Two-factor authentication via SMS is vulnerable to smishing. If an attacker smishes you into providing an OTP code, they can use it to access an account even with your password compromised separately.

This is one reason security professionals recommend upgrading from SMS-based 2FA to authenticator apps (TOTP) for important accounts. An authenticator app generates codes locally on your device — there is no SMS message to intercept or trick you into sharing.

FAQ:

Q: My number is unlisted — how did they get it?
A: Phone numbers are collected through data breaches, data broker databases, random generation (sequential or area code-based), and harvesting from websites and social media. Even unlisted numbers can appear in breach databases.

Q: Is clicking a smishing link immediately dangerous?
A: Clicking the link may expose you to drive-by malware on some highly malicious sites. More commonly, the primary danger is entering information on the fake site the link leads to.

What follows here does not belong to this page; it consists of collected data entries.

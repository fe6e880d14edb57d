#![cfg_attr(feature = "fail-on-warnings", deny(warnings))]
#![warn(clippy::all, clippy::pedantic, clippy::nursery, clippy::cargo)]
#![allow(clippy::multiple_crate_versions, clippy::cargo_common_metadata)]

//! Selection and hover state for the district map.
//!
//! [`ViewState`] is owned by the top-level view and only changes through
//! its transition methods (or [`ViewState::apply`] with a [`ViewEvent`]).
//! The displayed district is never stored: it is derived from the current
//! fields on every read, so no caller can observe a stale combination.
//!
//! Precedence: a selected district beats a hovered one, and the hovered
//! district only shows while nothing is selected. With neither set, the
//! whole-city aggregate record is displayed.

use oslo_market_district::{Catalog, DistrictRecord};
use serde::{Deserialize, Serialize};

/// Sticky selection plus transient hover.
#[derive(Debug, Clone, Default, PartialEq, Eq, Serialize, Deserialize)]
#[serde(rename_all = "camelCase")]
pub struct ViewState {
    /// District the user clicked, if any.
    #[serde(default)]
    pub selected_id: Option<String>,
    /// District under the pointer, if any.
    #[serde(default)]
    pub hovered_id: Option<String>,
}

/// Pointer interactions forwarded by the map or the district list.
#[derive(Debug, Clone, PartialEq, Eq, Serialize, Deserialize)]
#[serde(tag = "type", rename_all = "camelCase")]
pub enum ViewEvent {
    /// Click on a district. Clicking the selected district again clears
    /// the selection.
    Select {
        /// Clicked district id.
        id: String,
    },
    /// Click outside every district region.
    SelectNone,
    /// Pointer entered or moved over a district region.
    Hover {
        /// Hovered district id.
        id: String,
    },
    /// Pointer left the district regions.
    HoverEnd,
}

/// Highlight command sent back to the map so it can re-style regions.
#[derive(Debug, Clone, Default, PartialEq, Eq, Serialize, Deserialize)]
#[serde(rename_all = "camelCase")]
pub struct Highlight {
    /// Region drawn as selected.
    pub selected: Option<String>,
    /// Region drawn as hovered.
    pub hovered: Option<String>,
}

impl ViewState {
    /// Creates an empty state: nothing selected, nothing hovered.
    #[must_use]
    pub const fn new() -> Self {
        Self {
            selected_id: None,
            hovered_id: None,
        }
    }

    /// Toggles selection of `id`.
    pub fn select(&mut self, id: &str) {
        if self.selected_id.as_deref() == Some(id) {
            log::trace!("Deselecting district {id}");
            self.selected_id = None;
        } else {
            log::trace!("Selecting district {id}");
            self.selected_id = Some(id.to_string());
        }
    }

    /// Clears the selection unconditionally.
    pub fn select_none(&mut self) {
        self.selected_id = None;
    }

    /// Marks `id` as hovered.
    pub fn hover(&mut self, id: &str) {
        self.hovered_id = Some(id.to_string());
    }

    /// Clears the hovered district.
    pub fn hover_end(&mut self) {
        self.hovered_id = None;
    }

    /// Applies one event.
    pub fn apply(&mut self, event: &ViewEvent) {
        match event {
            ViewEvent::Select { id } => self.select(id),
            ViewEvent::SelectNone => self.select_none(),
            ViewEvent::Hover { id } => self.hover(id),
            ViewEvent::HoverEnd => self.hover_end(),
        }
    }

    /// Whether a district is selected.
    #[must_use]
    pub const fn is_selected(&self) -> bool {
        self.selected_id.is_some()
    }

    /// Id that decides what is displayed: the selection if set, else the
    /// hovered district.
    #[must_use]
    pub fn displayed_id(&self) -> Option<&str> {
        self.selected_id
            .as_deref()
            .or(self.hovered_id.as_deref())
    }

    /// Returns the record to render in the stats panel.
    ///
    /// Unknown ids resolve to the aggregate record, as does an empty state.
    #[must_use]
    pub fn displayed<'a>(&self, catalog: &'a Catalog) -> &'a DistrictRecord {
        catalog.resolve(self.displayed_id())
    }

    /// Returns the highlight command for the map.
    #[must_use]
    pub fn highlight(&self) -> Highlight {
        Highlight {
            selected: self.selected_id.clone(),
            hovered: self.hovered_id.clone(),
        }
    }
}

Q: How do I report smishing in countries other than the US?
A: In the UK, forward to 7726. In Australia, report to Scamwatch at scamwatch.gov.au. In other countries, forward to your carrier and check your national cybercrime reporting agency.

Conclusion:

Smishing is a growing threat that exploits the trusted and immediate nature of text message communication. The defenses are the same as email phishing in principle — verify independently, do not click unexpected links, be skeptical of urgency — but must be applied to a channel where defenses are typically lower. Upgrading SMS-based 2FA to authenticator apps removes the most dangerous vulnerability that smishing can exploit.